NEC goes digital with 28GHz multi-user MIMO beamforming
© Flickr/cc-licence/Fidel Ramos
- Simultaneous digital beamforming across 28GHz band for 5G systems
- Test used a single massive-element active antenna system (AAS)
- Four MU-MIMO communicated with four terminals from a single AAS
- NEC achieved 3.1Gbit/s cell throughput across 300MHz
NEC has announced that it has completed a successful transmission of digital beamforming with a massive-element active antenna base station system in the 28GHz band. It says this is the first industry demonstration of simultaneous beamforming transmission (in this case using four multi-user MIMO) from a single massive-element active antenna system (AAS) to four terminals. NEC report that it achieved a 3.1Gbit/s cell throughput when using a frequency block of 300MHz.
The key behind NEC's massive-element AAS is a fully digital control system, which improves the precision of beamforming. This fully digital control system enables simultaneous beamforming in multiple directions from a single massive-element AAS unit and efficiently implements high-speed and high-capacity communication without interfering with adjacent users through spatial multiplexing. In contrast, analogue control systems require the installation of the same number of massive-element AASs as the number of beams, resulting in a much larger physical footprint.

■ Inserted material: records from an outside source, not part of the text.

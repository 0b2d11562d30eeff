//! Status message functions for terminal output.

use owo_colors::OwoColorize;

use super::colors_enabled;

fn emit(symbol: &str, styled_symbol: String, message: &str, styled_message: String) {
    if colors_enabled() {
        eprintln!("{} {}", styled_symbol, styled_message);
    } else {
        eprintln!("{} {}", symbol, message);
    }
}

/// Print a success message to stderr.
///
/// # Arguments
///
/// * `message` - Message to display
///
/// # Examples
///
/// ```no_run
/// use kiva_cli::ui::success;
///
/// success("Configuration written to webpack.config.json");
/// ```
pub fn success(message: &str) {
    emit("✓", "✓".green().bold().to_string(), message, message.to_string());
}

/// Print an info message to stderr.
///
/// # Arguments
///
/// * `message` - Message to display
///
/// # Examples
///
/// ```no_run
/// use kiva_cli::ui::info;
///
/// info("Serving 3 fixture(s) under /mock");
/// ```
pub fn info(message: &str) {
    emit("ℹ", "ℹ".blue().bold().to_string(), message, message.to_string());
}

/// Print a warning message to stderr.
///
/// # Arguments
///
/// * `message` - Message to display
///
/// # Examples
///
/// ```no_run
/// use kiva_cli::ui::warning;
///
/// warning("asset 'js/vendors.js' is over budget");
/// ```
pub fn warning(message: &str) {
    emit("⚠", "⚠".yellow().bold().to_string(), message, message.yellow().to_string());
}

/// Print an error message to stderr.
///
/// # Arguments
///
/// * `message` - Message to display
///
/// # Examples
///
/// ```no_run
/// use kiva_cli::ui::error;
///
/// error("Failed to read mocks.json");
/// ```
pub fn error(message: &str) {
    emit("✗", "✗".red().bold().to_string(), message, message.red().to_string());
}

#[cfg(test)]
mod tests {
    use super::*;

    #[test]
    fn test_status_messages() {
        success("Success message");
        info("Info message");
        warning("Warning message");
        error("Error message");
    }
}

Transmission at 28GHz, and mmWave signals in general, is tremendously more complex than today’s low-band cellular, or indeed the mid-band systems that will first be deployed for 5G. Using a digital control system, NEC says its solution is also capable of beamforming that takes into account multipath, a non-direct wave signal, and moderately adjusts beam directions. This is in addition to beamforming that cancels out interference through multipath and reduces performance deterioration caused by inter-cell interference.
Yet a fully digital control system alone is not going to be enough – traditionally they require a large number of digital/analogue signal and frequency converters, all of which increases power consumption, capacity and thus cost for the entire system. NEC says it has successfully developed a massive-element AAS that adopts a fully digital control system with less power and more compact conversion functions through its custom technology.
"In order to effectively implement sophisticated services that apply 5G features from 2020 onward, it is essential to utilize 28GHz and other high frequency radio bands, which enable the securing of wide bandwidth, and the utilisation of beamforming," said Katsumi Tanoue, Deputy General Manager, Wireless Access Solution Division, NEC. "Moving forward, NEC will continue its efforts in development and demonstration tests for a massive-element active antenna base station system that delivers high speed, high capacity and massive connectivity."
As we mentioned yesterday, antenna systems are going to play a crucial role in 5G and will be a key part of operators’ attempts to minimize their new investment whilst also preserving backwards compatibility with existing bands.